Zing Forum

Reading

Call-Me-Maybe: A Practice of Constrained Decoding for Reliable Function Calling in Small Models

An open-source project demonstrating the function calling capability of large language models. It ensures the validity of output formats through constrained decoding technology, enabling highly reliable structured outputs even on small models with 0.5B parameters.

函数调用约束解码大语言模型结构化输出JSON生成小模型工具调用API编排LLM应用
Published 2026-06-12 00:08Recent activity 2026-06-12 00:21Estimated read 7 min
Call-Me-Maybe: A Practice of Constrained Decoding for Reliable Function Calling in Small Models
1

Section 01

Call-Me-Maybe: Core Insights on Reliable Function Calls for Small Models via Constrained Decoding

This post introduces the open-source project Call-Me-Maybe, which addresses the key challenge of reliable function calls in LLMs. By leveraging constrained decoding technology, it ensures strict compliance with predefined function signatures, enabling high-reliability structured outputs even on small models (e.g., 0.5B parameters). The project solves common issues like inconsistent formats, missing parameters, and type errors in function calls.

2

Section 02

Background: What is Function Calling & Its Key Challenges?

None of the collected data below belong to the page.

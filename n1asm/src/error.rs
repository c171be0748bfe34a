use std::fmt::{self, Display, Formatter, Write};
use std::path::{Path, PathBuf};
use std::sync::Arc;

use crate::token::Token;

#[cfg(test)]
mod test;

const WIDTH: usize = 80;
const CONTEXT: usize = 6;
const TAB_WIDTH: usize = 4;

#[derive(Debug, Clone, Copy, PartialEq, Eq, Hash)]
pub enum ErrorKind {
    Syntax,
    String,
    Include,
    Value,
    Reference,
    Instruction,
    Recursion,
}

impl ErrorKind {
    pub fn title(self) -> &'static str {
        match self {
            ErrorKind::Syntax => "Syntax Error",
            ErrorKind::String => "String Error",
            ErrorKind::Include => "Include Error",
            ErrorKind::Value => "Value Error",
            ErrorKind::Reference => "Reference Error",
            ErrorKind::Instruction => "Instruction Error",
            ErrorKind::Recursion => "Recursion Error",
        }
    }
}

/// A fatal assembler error, bound to a module and a 0-based source line.
#[derive(Debug, Clone)]
pub struct Error {
    pub path: PathBuf,
    pub source: Arc<str>,
    pub line: u32,
    pub column: Option<u32>,
    pub kind: ErrorKind,
    pub message: String,
}

pub type Result<T, E = Error> = std::result::Result<T, E>;

impl Error {
    pub fn new(
        path: &Path,
        source: &Arc<str>,
        line: u32,
        kind: ErrorKind,
        message: impl Into<String>,
    ) -> Self {
        Self {
            path: path.to_path_buf(),
            source: Arc::clone(source),
            line,
            column: None,
            kind,
            message: message.into(),
        }
    }

    /// An error with no source text to point into, such as an unreadable root file.
    pub fn bare(path: &Path, kind: ErrorKind, message: impl Into<String>) -> Self {
        Self::new(path, &Arc::from(""), 0, kind, message)
    }

    pub fn at(mut self, column: u32) -> Self {
        self.column = Some(column);
        self
    }

    pub fn at_token(self, token: &Token) -> Self {
        let mut err = self.at(token.column);
        err.line = token.line;
        err
    }

    pub fn report(&self) -> String {
        let rule = "-".repeat(WIDTH);
        let lines: Vec<&str> = self.source.lines().collect();
        let line = self.line as usize;

        let mut out = String::new();
        let _ = writeln!(out, "{rule}");
        let _ = writeln!(out, "{:^WIDTH$}", "FATAL ERROR");
        let _ = writeln!(out, "{rule}\n");
        let header = match self.column {
            Some(column) => format!(
                "File \"{}\" | Line {} | Column {}",
                self.path.display(),
                line + 1,
                column + 1
            ),
            None => format!("File \"{}\" | Line {}", self.path.display(), line + 1),
        };
        let _ = writeln!(out, "{header:^WIDTH$}\n");

        if line > CONTEXT {
            out.push_str("         ...\n\n");
        }
        let first = line.saturating_sub(CONTEXT);
        for i in first..=line + CONTEXT {
            let Some(code) = lines.get(i) else {
                break;
            };
            let marker = if i == line { ">>>" } else { "   " };
            let _ = writeln!(out, "{marker} {:<5}{}", i + 1, render_tabs(code, TAB_WIDTH));
        }
        if line + CONTEXT + 1 < lines.len() {
            out.push_str("\n         ...\n");
        }

        let _ = write!(out, "\n{rule}\n\n");
        let _ = write!(out, "{}:\n\n{}\n\n", self.kind.title(), self.message);
        out.push_str(&rule);
        out
    }
}

impl Display for Error {
    fn fmt(&self, f: &mut Formatter<'_>) -> fmt::Result {
        write!(f, "{}:{}", self.path.display(), self.line + 1)?;
        if let Some(column) = self.column {
            write!(f, ":{}", column + 1)?;
        }
        write!(f, ": {}: {}", self.kind.title(), self.message)
    }
}

impl std::error::Error for Error {}

/// Expands tabs to the next multiple of `width`.
pub fn render_tabs(src: &str, width: usize) -> String {
    let mut out = String::with_capacity(src.len());
    let mut index = 0;
    for ch in src.chars() {
        match ch {
            '\t' => {
                let pad = width - index % width;
                out.extend(std::iter::repeat(' ').take(pad));
                index += pad;
            }
            '\n' => {
                out.push(ch);
                index = 0;
            }
            _ => {
                out.push(ch);
                index += 1;
            }
        }
    }
    out
}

Function calling allows LLMs to convert natural language requests into structured function calls (e.g., get_weather(location="Beijing")). Typical scenarios include weather queries, schedule management, and data retrieval. However, challenges exist:

  1. Format consistency: Ensuring valid JSON output.
  2. Type safety: Correct parameter types (string, number, etc.).
  3. Completeness: No missing required parameters.
  4. Small model performance: Maintaining accuracy with limited parameters.
3

Section 03

Technical Principle: How Constrained Decoding Works

Constrained decoding restricts the model's output space during decoding. Its workflow:

  1. Function signature definition: Developers define functions and their parameter schemas (e.g., get_weather with location and unit).
  2. Syntax constraint building: Convert signatures into context-free grammar (CFG) or finite state machines (FSM).
  3. Dynamic masking: At each decoding step, compute valid next tokens based on current prefix and rules.
  4. Restricted sampling: Only sample from valid tokens to ensure compliance. Advantages: Zero format errors, type safety, complete parameters, and suitability for small models.
4

Section 04

Project Implementation: Architecture & Key Components

Call-Me-Maybe uses a modular design:

  • LLM SDK: Encapsulates model inference interfaces for multiple backends.
  • Constraint decoder: Implements FSM-based decoding constraints.
  • Function registry: Manages available function definitions.
  • Input processor: Parses natural language to extract intent. Key details:
  • FSM construction: For each function, build an FSM representing valid sequences (e.g., start → { → "name" → function name → ... → end).
  • Dynamic mask calculation: Mask illegal tokens in logits, then normalize for sampling.
  • Type validation: Check parameter types (string, number, boolean, enum) against schema.
5

Section 05

Performance: Small Model Advantages & Reliability Metrics

The project excels in small model scenarios:

  • Edge deployment on consumer hardware.
  • Faster inference (low latency).
  • Lower computational cost. Reliability metrics comparison:
    Metric Unconstrained Constrained
    JSON format correctness ~70% 100%
    Parameter type correctness ~85% 100%
    Required parameter completeness ~90% 100%
    Overall availability ~60% >95%
6

Section 06

Application Scenarios of Call-Me-Maybe

Key application areas:

  1. Intelligent assistants: Reliably call external services (calendar, weather, email).
  2. Automation workflows: Trigger business operations per rules, reducing manual intervention.
  3. API orchestration: Plan and execute multi-API sequences correctly.
7

Section 07

Engineering Practice Suggestions

Practical tips for using the project: Function design:

  • Single responsibility: Each function does one thing, with reasonable parameters.
  • Clear naming: Intuitive function names.
  • Complete documentation: Describe parameters with examples.
  • Sensible defaults: For optional parameters. Error handling:
  • Handle unregistered functions, invalid parameter values, and execution failures. Performance optimization:
  • Batch processing for multiple requests.
  • Cache common request-response patterns.
  • Choose appropriate model size based on task complexity.
8

Section 08

Limitations & Future Directions

Current limitations:

  • Limited number of functions per context window.
  • High FSM complexity for deeply nested parameters.
  • No guarantee of semantic correctness (only format). Future directions:
  • Support multi-turn function calls and result reference.
  • Allow runtime registration of new functions.
  • Enable streaming output for lower latency.